Specific Aim 1: Determine mechanisms of hepatocyte HuR / HIF-1a crosstalk with SIRT1 in IRI-OLT.
Hypothesis: Hepatocyte SIRT1 activation, controlled by distinct hypoxia/reoxygenation (H/R) requirements for
HuR (warm H/R) vs. HIF-1a (cold H/R), provide new means to regulate adaptation of donor livers to IR-stress.
1.1: SIRT1 function is dependent on HuR signaling for anti-inflammatory responses in oxidative stress. 1.2:
HuR/HIF-1a signaling in a mouse model of hepatic ischemia is temperature stress-dependent. 1.3: HIF-1a
controls cold-induced IRI-OLT. 1.4: HuR controls warm-induced IRI-OLT.
Specific Aim 2: Delineate mechanisms of macrophage Ikaros crosstalk with SIRT1 in IRI-OLT.
Hypothesis: Macrophage Ikaros signaling exacerbates IRI-OLT by repressing SIRT1 transcription and M2
macrophage polarization. 2.1: Ikaros-SIRT1 myeloid axis influences hepatic HuR/HIF1a hypoxia sensing circuit
in IRI-OLT. 2.2: Macrophage Ikaros signaling depends on SIRT1 transcription for M2 polarization.
Specific Aim 3: Define mechanism of human liver rejuvenation under hypothermic machine preservation.
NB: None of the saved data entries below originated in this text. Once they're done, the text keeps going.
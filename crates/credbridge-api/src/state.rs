//! # Application State
//!
//! Shared state for the Axum application. Everything mutable lives behind
//! an `Arc`, so cloning [`AppState`] into each handler is cheap.
//!
//! The pending-issuance map, correlation context and topic buffer are
//! in-memory only and are lost on restart.

use std::sync::Arc;
use std::time::Duration;

use credbridge_client::{ConfigError, CredentialLedger, DoorAction};
use credbridge_issuance::{CorrelatorConfig, IssuanceCorrelator};

use crate::topics::TopicBuffer;

const DEFAULT_PORT: u16 = 3000;
const DEFAULT_TOPICS_SIZE: usize = 5000;
const DEFAULT_TOPIC_TIMEOUT_MS: u64 = 100;
const DEFAULT_PENDING_TTL_SECS: u64 = 24 * 60 * 60;
const DEFAULT_CORRELATION_WINDOW: usize = 16;

/// Which registry implementation backs `/issue`.
#[derive(Debug, Clone, Copy, PartialEq, Eq, Default)]
pub enum LedgerKind {
    /// Ethereum JSON-RPC against the deployed registry contract.
    #[default]
    Rpc,
    /// In-process registry for local development.
    Memory,
}

impl std::str::FromStr for LedgerKind {
    type Err = ConfigError;

    fn from_str(s: &str) -> Result<Self, Self::Err> {
        match s.trim().to_ascii_lowercase().as_str() {
            "rpc" => Ok(Self::Rpc),
            "memory" => Ok(Self::Memory),
            _ => Err(ConfigError::Invalid("CREDBRIDGE_LEDGER".into(), s.to_string())),
        }
    }
}

/// Service configuration.
#[derive(Debug, Clone, PartialEq, Eq)]
pub struct AppConfig {
    /// Port to bind the HTTP server to (`WEBHOOK_PORT`).
    pub port: u16,
    /// Maximum buffered verification messages (`TOPICS_SIZE`).
    pub topics_size: usize,
    /// How long `GET /verify/topics` waits on an empty buffer (`TOPIC_TIMEOUT_MS`).
    pub topic_timeout_ms: u64,
    /// Idle lifetime of pending issuances in seconds; 0 disables eviction
    /// (`PENDING_TTL_SECS`).
    pub pending_ttl_secs: u64,
    /// Recent tokens remembered for token-less events (`CORRELATION_WINDOW`).
    pub correlation_window: usize,
    /// Registry backend (`CREDBRIDGE_LEDGER`).
    pub ledger: LedgerKind,
}

impl Default for AppConfig {
    fn default() -> Self {
        Self {
            port: DEFAULT_PORT,
            topics_size: DEFAULT_TOPICS_SIZE,
            topic_timeout_ms: DEFAULT_TOPIC_TIMEOUT_MS,
            pending_ttl_secs: DEFAULT_PENDING_TTL_SECS,
            correlation_window: DEFAULT_CORRELATION_WINDOW,
            ledger: LedgerKind::Rpc,
        }
    }
}

impl AppConfig {
    /// Load configuration from environment variables.
    pub fn from_env() -> Result<Self, ConfigError> {
        Self::from_lookup(|key| std::env::var(key).ok())
    }

    /// Like [`AppConfig::from_env`], reading values through `lookup`.
    pub fn from_lookup(lookup: impl Fn(&str) -> Option<String>) -> Result<Self, ConfigError> {
        let defaults = Self::default();
        let ledger = match lookup("CREDBRIDGE_LEDGER").filter(|v| !v.trim().is_empty()) {
            Some(raw) => raw.parse()?,
            None => defaults.ledger,
        };
        let config = Self {
            port: parse_or(&lookup, "WEBHOOK_PORT", defaults.port)?,
            topics_size: parse_or(&lookup, "TOPICS_SIZE", defaults.topics_size)?,
            topic_timeout_ms: parse_or(&lookup, "TOPIC_TIMEOUT_MS", defaults.topic_timeout_ms)?,
            pending_ttl_secs: parse_or(&lookup, "PENDING_TTL_SECS", defaults.pending_ttl_secs)?,
            correlation_window: parse_or(
                &lookup,
                "CORRELATION_WINDOW",
                defaults.correlation_window,
            )?,
            ledger,
        };
        if config.topics_size == 0 {
            return Err(ConfigError::Invalid("TOPICS_SIZE".into(), "0".into()));
        }
        Ok(config)
    }

    /// Pending-entry TTL, or `None` when eviction is disabled.
    pub fn pending_ttl(&self) -> Option<Duration> {
        (self.pending_ttl_secs > 0).then(|| Duration::from_secs(self.pending_ttl_secs))
    }

    /// Correlator settings derived from this configuration.
    pub fn correlator_config(&self) -> CorrelatorConfig {
        CorrelatorConfig {
            pending_ttl: self.pending_ttl(),
            correlation_window: self.correlation_window,
        }
    }
}

fn parse_or<T: std::str::FromStr>(
    lookup: &impl Fn(&str) -> Option<String>,
    var: &str,
    default: T,
) -> Result<T, ConfigError> {
    match lookup(var).filter(|v| !v.trim().is_empty()) {
        Some(raw) => raw
            .trim()
            .parse()
            .map_err(|_| ConfigError::Invalid(var.to_string(), raw)),
        None => Ok(default),
    }
}

/// Shared application state.
#[derive(Debug, Clone)]
pub struct AppState {
    /// Issuance reconciliation; owns the registry client.
    pub correlator: Arc<IssuanceCorrelator>,
    /// Door opened on successful verification.
    pub door: Arc<dyn DoorAction>,
    /// Recent verification messages for `GET /verify/topics`.
    pub topics: TopicBuffer,
    pub config: AppConfig,
}

impl AppState {
    pub fn new(
        config: AppConfig,
        ledger: Arc<dyn CredentialLedger>,
        door: Arc<dyn DoorAction>,
    ) -> Self {
        let correlator = IssuanceCorrelator::new(ledger, config.correlator_config());
        Self {
            correlator: Arc::new(correlator),
            door,
            topics: TopicBuffer::new(config.topics_size),
            config,
        }
    }

    /// The registry the correlator writes through.
    pub fn ledger(&self) -> &Arc<dyn CredentialLedger> {
        self.correlator.ledger()
    }
}

#[cfg(test)]
mod tests {
    use super::*;
    use std::collections::HashMap;

    fn env(pairs: &[(&str, &str)]) -> impl Fn(&str) -> Option<String> {
        let map: HashMap<String, String> = pairs
            .iter()
            .map(|(k, v)| (k.to_string(), v.to_string()))
            .collect();
        move |key| map.get(key).cloned()
    }

    #[test]
    fn defaults_apply_when_unset() {
        let config = AppConfig::from_lookup(env(&[])).unwrap();
        assert_eq!(config, AppConfig::default());
        assert_eq!(config.port, 3000);
        assert_eq!(config.topics_size, 5000);
        assert_eq!(config.topic_timeout_ms, 100);
        assert_eq!(config.pending_ttl(), Some(Duration::from_secs(86_400)));
        assert_eq!(config.ledger, LedgerKind::Rpc);
    }

    #[test]
    fn overrides_are_parsed() {
        let config = AppConfig::from_lookup(env(&[
            ("WEBHOOK_PORT", "8088"),
            ("TOPICS_SIZE", "3"),
            ("TOPIC_TIMEOUT_MS", "5"),
            ("PENDING_TTL_SECS", "0"),
            ("CORRELATION_WINDOW", "4"),
            ("CREDBRIDGE_LEDGER", "Memory"),
        ]))
        .unwrap();
        assert_eq!(config.port, 8088);
        assert_eq!(config.topics_size, 3);
        assert_eq!(config.topic_timeout_ms, 5);
        assert_eq!(config.pending_ttl(), None);
        assert_eq!(config.correlator_config().pending_ttl, None);
        assert_eq!(config.correlator_config().correlation_window, 4);
        assert_eq!(config.ledger, LedgerKind::Memory);
    }

    #[test]
    fn invalid_values_are_rejected() {
        match AppConfig::from_lookup(env(&[("WEBHOOK_PORT", "http")])) {
            Err(ConfigError::Invalid(var, raw)) => {
                assert_eq!(var, "WEBHOOK_PORT");
                assert_eq!(raw, "http");
            }
            other => panic!("expected Invalid(WEBHOOK_PORT), got {other:?}"),
        }
        assert!(AppConfig::from_lookup(env(&[("CREDBRIDGE_LEDGER", "sqlite")])).is_err());
        assert!(AppConfig::from_lookup(env(&[("TOPICS_SIZE", "0")])).is_err());
    }
}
Hypothesis: Manipulation of HIF-1a / SIRT1 axis during ex-vivo HMP improves hepatocellular function to
rejuvenate human livers declined for transplantation due to preexisting poor quality. 3.1: Pharmacological
stabilizer of HIF-1a protein synergizes with SIRT1 to improve human liver function. 3.2: Preconditioning with
PHD-inhibitor, which activates/stabilizes HIF-1a, synergizes with enhanced SIRT1 signaling to ameliorate
inflammation, promote cytoprotection, and rejuvenate human livers. These experiments are of high relevance to
refine donor liver donation (DBD and DCD) as well as to improve quality/size of the current organ supply.